• _EXERCISE_: Extract, from the listing that follows, each line containing the word "const".

• _DATA FOR PROCESSING_:
********************
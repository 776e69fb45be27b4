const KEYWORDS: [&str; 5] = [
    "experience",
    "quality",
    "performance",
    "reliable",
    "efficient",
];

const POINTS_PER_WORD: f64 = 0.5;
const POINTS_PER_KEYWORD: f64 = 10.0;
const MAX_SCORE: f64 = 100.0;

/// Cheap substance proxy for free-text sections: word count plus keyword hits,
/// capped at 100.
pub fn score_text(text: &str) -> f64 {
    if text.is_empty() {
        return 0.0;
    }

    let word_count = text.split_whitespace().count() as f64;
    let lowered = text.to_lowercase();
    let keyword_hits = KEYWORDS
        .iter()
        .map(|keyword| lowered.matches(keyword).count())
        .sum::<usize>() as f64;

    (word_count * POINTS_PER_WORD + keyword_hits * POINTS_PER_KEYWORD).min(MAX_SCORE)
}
********************
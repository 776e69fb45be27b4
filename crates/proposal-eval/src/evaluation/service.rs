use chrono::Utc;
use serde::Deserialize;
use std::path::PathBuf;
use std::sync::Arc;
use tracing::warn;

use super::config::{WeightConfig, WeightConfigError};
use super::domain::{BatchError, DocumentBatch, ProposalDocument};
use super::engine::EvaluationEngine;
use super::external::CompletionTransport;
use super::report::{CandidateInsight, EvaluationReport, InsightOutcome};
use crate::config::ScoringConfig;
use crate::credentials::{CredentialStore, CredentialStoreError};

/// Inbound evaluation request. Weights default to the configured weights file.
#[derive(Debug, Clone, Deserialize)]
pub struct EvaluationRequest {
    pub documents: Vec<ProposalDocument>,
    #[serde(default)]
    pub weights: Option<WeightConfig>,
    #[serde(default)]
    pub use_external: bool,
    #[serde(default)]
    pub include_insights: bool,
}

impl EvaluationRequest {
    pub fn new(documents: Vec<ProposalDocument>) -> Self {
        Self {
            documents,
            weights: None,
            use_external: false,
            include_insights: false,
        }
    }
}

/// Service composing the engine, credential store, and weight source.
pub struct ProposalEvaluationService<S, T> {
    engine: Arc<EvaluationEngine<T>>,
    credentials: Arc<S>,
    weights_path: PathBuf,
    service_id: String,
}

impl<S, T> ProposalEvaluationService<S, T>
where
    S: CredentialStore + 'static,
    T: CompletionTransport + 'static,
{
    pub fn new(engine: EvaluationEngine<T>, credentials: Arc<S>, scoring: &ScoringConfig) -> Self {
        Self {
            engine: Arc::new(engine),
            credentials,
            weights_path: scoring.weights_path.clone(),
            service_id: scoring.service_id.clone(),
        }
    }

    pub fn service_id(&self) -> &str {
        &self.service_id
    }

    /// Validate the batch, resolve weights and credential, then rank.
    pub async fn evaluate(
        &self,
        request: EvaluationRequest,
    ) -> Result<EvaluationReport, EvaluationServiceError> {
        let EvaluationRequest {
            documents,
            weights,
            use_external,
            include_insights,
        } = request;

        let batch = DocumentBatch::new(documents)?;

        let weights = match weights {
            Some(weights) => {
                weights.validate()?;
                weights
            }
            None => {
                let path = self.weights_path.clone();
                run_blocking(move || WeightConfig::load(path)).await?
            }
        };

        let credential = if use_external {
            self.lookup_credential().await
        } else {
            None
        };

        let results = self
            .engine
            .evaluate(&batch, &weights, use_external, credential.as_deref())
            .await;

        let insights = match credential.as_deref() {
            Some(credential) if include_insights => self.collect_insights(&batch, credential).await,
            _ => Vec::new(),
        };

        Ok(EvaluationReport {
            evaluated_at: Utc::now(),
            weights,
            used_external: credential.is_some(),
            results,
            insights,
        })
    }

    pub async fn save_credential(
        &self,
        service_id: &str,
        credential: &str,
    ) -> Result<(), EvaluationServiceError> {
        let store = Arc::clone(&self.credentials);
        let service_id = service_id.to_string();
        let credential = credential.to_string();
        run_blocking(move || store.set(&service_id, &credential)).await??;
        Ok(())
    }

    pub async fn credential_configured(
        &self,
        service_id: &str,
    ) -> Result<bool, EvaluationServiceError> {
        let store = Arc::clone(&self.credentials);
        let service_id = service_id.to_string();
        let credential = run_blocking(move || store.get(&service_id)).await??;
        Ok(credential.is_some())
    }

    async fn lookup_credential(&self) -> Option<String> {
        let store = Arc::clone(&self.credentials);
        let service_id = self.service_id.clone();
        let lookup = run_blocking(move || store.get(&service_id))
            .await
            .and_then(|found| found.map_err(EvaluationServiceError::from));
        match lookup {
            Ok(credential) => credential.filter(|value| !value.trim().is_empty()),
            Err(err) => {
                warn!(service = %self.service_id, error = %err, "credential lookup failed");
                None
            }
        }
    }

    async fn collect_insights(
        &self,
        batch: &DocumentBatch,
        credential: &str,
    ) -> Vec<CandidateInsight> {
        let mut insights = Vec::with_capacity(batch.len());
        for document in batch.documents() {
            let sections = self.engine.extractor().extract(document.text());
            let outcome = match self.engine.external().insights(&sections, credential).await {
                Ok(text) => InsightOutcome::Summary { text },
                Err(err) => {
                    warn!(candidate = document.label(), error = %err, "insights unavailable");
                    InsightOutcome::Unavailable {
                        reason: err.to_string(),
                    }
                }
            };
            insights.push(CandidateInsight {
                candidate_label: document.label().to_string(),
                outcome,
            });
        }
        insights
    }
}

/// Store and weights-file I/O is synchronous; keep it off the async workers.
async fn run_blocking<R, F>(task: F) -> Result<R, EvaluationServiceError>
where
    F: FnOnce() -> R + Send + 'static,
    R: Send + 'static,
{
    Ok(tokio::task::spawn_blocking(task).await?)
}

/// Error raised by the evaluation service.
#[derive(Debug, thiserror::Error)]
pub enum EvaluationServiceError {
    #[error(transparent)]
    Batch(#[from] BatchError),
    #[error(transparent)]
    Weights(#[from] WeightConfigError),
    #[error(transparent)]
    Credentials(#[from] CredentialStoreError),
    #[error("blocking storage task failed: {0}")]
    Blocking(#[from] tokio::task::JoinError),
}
********************
• _FINISHED TASK_:
const KEYWORDS: [&str; 5] = [
const POINTS_PER_WORD: f64 = 0.5;
const POINTS_PER_KEYWORD: f64 = 10.0;
const MAX_SCORE: f64 = 100.0;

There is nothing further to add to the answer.